The Council’s Anti-Social Behaviour Team does not operate a 24-hour responsive service for anti-social behaviour however,

If it is an emergency, and someone’s safety or property is at risk, then call Dorset Police on 999.

If it is less urgent, there are a number of other options:

  • Call us on 01202 454873 if you want to complain about an incident that has occurred and you need help or support, or you want us to investigate with our partners.
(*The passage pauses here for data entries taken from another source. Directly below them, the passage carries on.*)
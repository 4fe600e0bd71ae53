//! # grimoire-core
//!
//! Core crate for Grimoire. Contains configuration schemas, typed
//! identifiers, and the unified error system.
//!
//! This crate has **no** internal dependencies on other Grimoire crates.

pub mod config;
pub mod error;
pub mod result;
pub mod types;

pub use error::{AppError, ErrorKind};
pub use result::AppResult;
pub use types::{CharacterId, FolderId, SpellId};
If we are unable to take your call at the time, please leave a voice message and we will contact you as soon as we can.
  • Report the issue by email to: team@bournemouth.gov.uk
  • If you want to report loud music or other noise such as dog barking, contact the out of hours noise service on 0800 0281870. Officers are on duty throughout the week and can often attend to witness the matter and take the appropriate action as necessary.
  • Contact the Police using Do It Onlineto report a crime or incident.

Not all behaviours that annoy you will be accepted as anti-social behaviour.  Lifestyle clashes or disputes with neighbours will likely need to be resolved privately and mediation can often produce a positive outcome.

If your complaint of anti-social behaviour is accepted, we will investigate the matter thoroughly and keep you informed of progress and support you through the process.  In the first instance, it may be necessary for you to keep a diary of what behaviours you have experienced and how they have impacted upon you.

What happens next?

There are many possible outcomes in cases of anti-social behaviour and the case officer will explain these at the outset of your complaint and update you during the investigation.

Informal remedies often result in an improvement for victims of anti-social behaviour.  This could include positive engagement by ourselves or other partners with either or both parties, involvement of support agencies where addictions or vulnerabilities are identified or warnings or Acceptable Behaviour Contracts issued to the perpetrator.

However, more formal remedies, depending on the level of evidence provided by you and gathered by the case officer during an investigation, are available to the team.  These can include a Community Protection Notice, a Civil Injunction, a Premises Closure Order or an eviction of a tenant of a rented property.

What can I do to help?

If you are affected by someone else’s behaviour, we need you to provide the evidence for our team to consider any action and you need to ensure you keep your case officer updated within the timescales that are requested.

Keep your diary sheets accurate and record as much relevant detail as possible including times and details of any behaviours that have affected you, any specific language that was used and what impact the it has on you or your family.

Please ensure that if the issues are resolved and action is no longer necessary you make the us aware.